## [Aim of the task]
In the listing below, find every line with the string "targetLang" and pull it out.

### Data for analysis ###

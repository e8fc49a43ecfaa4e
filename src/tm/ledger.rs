//! Job ledger: the authoritative record of translation jobs
//!
//! [`FsJobStore`] keeps one JSON file per job state in a directory:
//!
//! ```text
//! <sourceLang>_<targetLang>_job_<jobGuid>-req.json      the JobRequest
//! <sourceLang>_<targetLang>_job_<jobGuid>-pending.json  a pending JobResponse
//! <sourceLang>_<targetLang>_job_<jobGuid>-done.json     the final JobResponse
//! ```

use super::TmResult;
use crate::tu::{JobRequest, JobResponse, JobState, JobStatus};
use async_trait::async_trait;
use chrono::{DateTime, Utc};
use serde::Serialize;
use serde::de::DeserializeOwned;
use std::collections::BTreeMap;
use std::path::{Path, PathBuf};
use tracing::debug;

/// Read access to the job ledger
#[async_trait]
pub trait JobLedger: Send + Sync {
    /// Every job of a language pair with its current status, in a stable order
    async fn job_status_by_lang_pair(
        &self,
        source_lang: &str,
        target_lang: &str,
    ) -> TmResult<Vec<(String, JobStatus)>>;

    /// The latest response body of a job
    async fn get_job(&self, job_guid: &str) -> TmResult<Option<JobResponse>>;

    /// The request a job was created from
    async fn get_job_request(&self, job_guid: &str) -> TmResult<Option<JobRequest>>;
}

/// A directory of job files
#[derive(Debug, Clone)]
pub struct FsJobStore {
    dir: PathBuf,
}

/// Request < blocked < pending < done
fn progress(state: JobState) -> u8 {
    match state {
        JobState::Req => 0,
        JobState::Blocked => 1,
        JobState::Pending => 2,
        JobState::Done => 3,
    }
}

fn parse_state(state: &str) -> Option<JobState> {
    match state {
        "req" => Some(JobState::Req),
        "pending" => Some(JobState::Pending),
        "done" => Some(JobState::Done),
        "blocked" => Some(JobState::Blocked),
        _ => None,
    }
}

impl FsJobStore {
    pub fn new(dir: impl Into<PathBuf>) -> Self {
        FsJobStore { dir: dir.into() }
    }

    pub fn dir(&self) -> &Path {
        &self.dir
    }

    fn file_name(source_lang: &str, target_lang: &str, job_guid: &str, state: JobState) -> String {
        format!("{}_{}_job_{}-{}.json", source_lang, target_lang, job_guid, state)
    }

    /// Names of all files in the ledger directory; empty if it does not exist yet
    async fn file_names(&self) -> TmResult<Vec<String>> {
        let mut names = Vec::new();
        let mut entries = match tokio::fs::read_dir(&self.dir).await {
            Ok(entries) => entries,
            Err(e) if e.kind() == std::io::ErrorKind::NotFound => return Ok(names),
            Err(e) => return Err(e.into()),
        };
        while let Some(entry) = entries.next_entry().await? {
            if let Some(name) = entry.file_name().to_str() {
                names.push(name.to_string());
            }
        }
        Ok(names)
    }

    /// The file of `job_guid` in the most advanced of `states`
    async fn find_job_file(&self, job_guid: &str, states: &[JobState]) -> TmResult<Option<PathBuf>> {
        let names = self.file_names().await?;
        for state in states {
            let suffix = format!("_job_{}-{}.json", job_guid, state);
            if let Some(name) = names.iter().find(|name| name.ends_with(&suffix)) {
                return Ok(Some(self.dir.join(name)));
            }
        }
        Ok(None)
    }

    async fn read_json<T: DeserializeOwned>(path: &Path) -> TmResult<T> {
        debug!("Reading job file {}", path.display());
        let content = tokio::fs::read_to_string(path).await?;
        Ok(serde_json::from_str(&content)?)
    }

    async fn write_json<T: Serialize>(&self, file_name: String, value: &T) -> TmResult<PathBuf> {
        tokio::fs::create_dir_all(&self.dir).await?;
        let path = self.dir.join(file_name);
        tokio::fs::write(&path, serde_json::to_string_pretty(value)?).await?;
        debug!("Wrote job file {}", path.display());
        Ok(path)
    }

    /// Record a job request
    pub async fn write_request(&self, request: &JobRequest) -> TmResult<PathBuf> {
        let name = Self::file_name(
            &request.source_lang,
            &request.target_lang,
            &request.job_guid,
            JobState::Req,
        );
        self.write_json(name, request).await
    }

    /// Record a job response under its status
    pub async fn write_response(&self, response: &JobResponse) -> TmResult<PathBuf> {
        let name = Self::file_name(
            &response.source_lang,
            &response.target_lang,
            &response.job_guid,
            response.status,
        );
        self.write_json(name, response).await
    }
}

/// Modification time in milliseconds since the epoch
async fn mtime_millis(path: &Path) -> TmResult<i64> {
    let modified = tokio::fs::metadata(path).await?.modified()?;
    Ok(DateTime::<Utc>::from(modified).timestamp_millis())
}

#[async_trait]
impl JobLedger for FsJobStore {
    async fn job_status_by_lang_pair(
        &self,
        source_lang: &str,
        target_lang: &str,
    ) -> TmResult<Vec<(String, JobStatus)>> {
        let prefix = format!("{}_{}_job_", source_lang, target_lang);
        let mut latest: BTreeMap<String, (JobState, String)> = BTreeMap::new();
        for name in self.file_names().await? {
            let Some(rest) = name
                .strip_prefix(&prefix)
                .and_then(|rest| rest.strip_suffix(".json"))
            else {
                continue;
            };
            let Some((job_guid, state)) = rest.rsplit_once('-') else {
                continue;
            };
            let Some(state) = parse_state(state) else {
                continue;
            };
            let advanced = latest
                .get(job_guid)
                .is_none_or(|(current, _)| progress(state) > progress(*current));
            if advanced {
                latest.insert(job_guid.to_string(), (state, name.clone()));
            }
        }
        let mut jobs = Vec::with_capacity(latest.len());
        for (job_guid, (status, name)) in latest {
            let mtime = mtime_millis(&self.dir.join(&name)).await?;
            jobs.push((job_guid, JobStatus { status, mtime }));
        }
        Ok(jobs)
    }

    async fn get_job(&self, job_guid: &str) -> TmResult<Option<JobResponse>> {
        match self
            .find_job_file(job_guid, &[JobState::Done, JobState::Pending])
            .await?
        {
            Some(path) => Ok(Some(Self::read_json(&path).await?)),
            None => Ok(None),
        }
    }

    async fn get_job_request(&self, job_guid: &str) -> TmResult<Option<JobRequest>> {
        match self.find_job_file(job_guid, &[JobState::Req]).await? {
            Some(path) => Ok(Some(Self::read_json(&path).await?)),
            None => Ok(None),
        }
    }
}

#[cfg(test)]
mod tests {
    use super::*;
    use crate::tu::TranslationUnit;

    fn request(job_guid: &str, target_lang: &str) -> JobRequest {
        JobRequest {
            job_guid: job_guid.to_string(),
            source_lang: "en".to_string(),
            target_lang: target_lang.to_string(),
            translation_provider: Some("mock".to_string()),
            tus: vec![TranslationUnit::new("g1").with_src("Hello")],
        }
    }

    fn response(request: &JobRequest, status: JobState) -> JobResponse {
        let mut response = JobResponse::for_request(request, status);
        response.ts = Some(1);
        response.tus = vec![
            TranslationUnit::new("g1")
                .with_tgt("Bonjour")
                .with_quality(1),
        ];
        response
    }

    #[tokio::test]
    async fn test_missing_directory_is_an_empty_ledger() {
        let dir = tempfile::tempdir().unwrap();
        let store = FsJobStore::new(dir.path().join("nothing-here"));
        assert!(store.job_status_by_lang_pair("en", "fr").await.unwrap().is_empty());
        assert!(store.get_job("x").await.unwrap().is_none());
    }

    #[tokio::test]
    async fn test_status_is_most_advanced_file() {
        let dir = tempfile::tempdir().unwrap();
        let store = FsJobStore::new(dir.path());

        let req_b = request("job-b", "fr");
        store.write_request(&req_b).await.unwrap();
        store.write_response(&response(&req_b, JobState::Pending)).await.unwrap();

        let req_a = request("job-a", "fr");
        store.write_request(&req_a).await.unwrap();
        store.write_response(&response(&req_a, JobState::Pending)).await.unwrap();
        let done = store.write_response(&response(&req_a, JobState::Done)).await.unwrap();

        store.write_request(&request("job-c", "de")).await.unwrap();

        let jobs = store.job_status_by_lang_pair("en", "fr").await.unwrap();
        let summary: Vec<(&str, JobState)> =
            jobs.iter().map(|(guid, s)| (guid.as_str(), s.status)).collect();
        assert_eq!(
            summary,
            vec![("job-a", JobState::Done), ("job-b", JobState::Pending)]
        );
        assert_eq!(jobs[0].1.mtime, mtime_millis(&done).await.unwrap());
        assert!(jobs[0].1.mtime > 0);
    }

    #[tokio::test]
    async fn test_get_job_and_request() {
        let dir = tempfile::tempdir().unwrap();
        let store = FsJobStore::new(dir.path());
        let req = request("job-1", "fr");
        store.write_request(&req).await.unwrap();
        assert!(store.get_job("job-1").await.unwrap().is_none());

        store.write_response(&response(&req, JobState::Pending)).await.unwrap();
        assert_eq!(
            store.get_job("job-1").await.unwrap().unwrap().status,
            JobState::Pending
        );

        store.write_response(&response(&req, JobState::Done)).await.unwrap();
        let job = store.get_job("job-1").await.unwrap().unwrap();
        assert_eq!(job.status, JobState::Done);
        assert_eq!(job.tus.len(), 1);

        let stored_request = store.get_job_request("job-1").await.unwrap().unwrap();
        assert_eq!(stored_request, req);
    }

    #[tokio::test]
    async fn test_foreign_files_are_ignored() {
        let dir = tempfile::tempdir().unwrap();
        std::fs::write(dir.path().join("notes.txt"), "hi").unwrap();
        std::fs::write(dir.path().join("en_fr_job_x-weird.json"), "{}").unwrap();
        let store = FsJobStore::new(dir.path());
        assert!(store.job_status_by_lang_pair("en", "fr").await.unwrap().is_empty());
    }
}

###

## [Expected output]
//! <sourceLang>_<targetLang>_job_<jobGuid>-req.json      the JobRequest
//! <sourceLang>_<targetLang>_job_<jobGuid>-pending.json  a pending JobResponse
//! <sourceLang>_<targetLang>_job_<jobGuid>-done.json     the final JobResponse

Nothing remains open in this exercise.